DIRECTIONS FOR THIS TASK
Every line below that contains "other" is to be copied.

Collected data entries
※ ※ ※
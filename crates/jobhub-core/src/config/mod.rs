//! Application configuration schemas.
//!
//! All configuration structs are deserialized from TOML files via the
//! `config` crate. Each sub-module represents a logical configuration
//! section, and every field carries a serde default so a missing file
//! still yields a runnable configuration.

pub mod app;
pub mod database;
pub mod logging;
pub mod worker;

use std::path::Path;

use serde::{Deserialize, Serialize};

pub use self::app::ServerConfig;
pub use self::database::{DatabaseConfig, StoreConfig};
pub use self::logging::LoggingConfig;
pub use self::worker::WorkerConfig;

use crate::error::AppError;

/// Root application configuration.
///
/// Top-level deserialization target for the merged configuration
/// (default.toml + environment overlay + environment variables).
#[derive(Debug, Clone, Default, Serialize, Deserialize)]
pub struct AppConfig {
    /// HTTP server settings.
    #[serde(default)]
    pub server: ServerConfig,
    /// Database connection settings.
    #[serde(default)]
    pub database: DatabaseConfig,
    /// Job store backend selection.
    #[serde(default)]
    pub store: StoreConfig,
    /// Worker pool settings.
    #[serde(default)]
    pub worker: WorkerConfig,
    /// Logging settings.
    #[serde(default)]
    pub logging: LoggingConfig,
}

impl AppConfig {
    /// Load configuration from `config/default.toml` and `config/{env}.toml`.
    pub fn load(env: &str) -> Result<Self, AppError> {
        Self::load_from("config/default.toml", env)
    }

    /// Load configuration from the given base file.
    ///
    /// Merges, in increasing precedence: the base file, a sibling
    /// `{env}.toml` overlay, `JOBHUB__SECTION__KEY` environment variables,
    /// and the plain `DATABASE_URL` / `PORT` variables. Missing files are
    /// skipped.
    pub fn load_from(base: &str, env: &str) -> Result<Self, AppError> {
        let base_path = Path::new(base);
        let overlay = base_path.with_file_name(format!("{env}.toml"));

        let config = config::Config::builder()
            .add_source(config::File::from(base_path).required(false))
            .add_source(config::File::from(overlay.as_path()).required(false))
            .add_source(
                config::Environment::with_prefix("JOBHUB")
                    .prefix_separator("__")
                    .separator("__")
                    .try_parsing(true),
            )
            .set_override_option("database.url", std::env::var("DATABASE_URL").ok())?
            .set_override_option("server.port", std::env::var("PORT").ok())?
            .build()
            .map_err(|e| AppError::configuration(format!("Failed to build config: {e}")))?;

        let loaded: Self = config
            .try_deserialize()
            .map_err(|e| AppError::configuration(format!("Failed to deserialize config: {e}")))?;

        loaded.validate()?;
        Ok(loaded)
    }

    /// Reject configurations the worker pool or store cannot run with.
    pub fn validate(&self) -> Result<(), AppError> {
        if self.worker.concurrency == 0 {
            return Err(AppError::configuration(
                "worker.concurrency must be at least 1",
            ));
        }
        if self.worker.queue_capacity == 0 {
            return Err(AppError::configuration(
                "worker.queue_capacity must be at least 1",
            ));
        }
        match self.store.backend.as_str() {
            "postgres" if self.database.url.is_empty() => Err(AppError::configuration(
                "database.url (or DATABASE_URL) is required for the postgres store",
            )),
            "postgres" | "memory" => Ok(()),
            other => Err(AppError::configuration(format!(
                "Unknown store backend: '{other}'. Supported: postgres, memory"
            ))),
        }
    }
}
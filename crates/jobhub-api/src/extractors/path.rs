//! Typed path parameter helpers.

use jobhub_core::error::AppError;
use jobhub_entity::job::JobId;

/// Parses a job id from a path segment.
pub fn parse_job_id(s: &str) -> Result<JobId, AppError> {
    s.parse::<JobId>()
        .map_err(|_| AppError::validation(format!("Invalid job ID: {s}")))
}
※ ※ ※
RESULT FOR THIS EXERCISE
            other => Err(AppError::configuration(format!(
                "Unknown store backend: '{other}'. Supported: postgres, memory"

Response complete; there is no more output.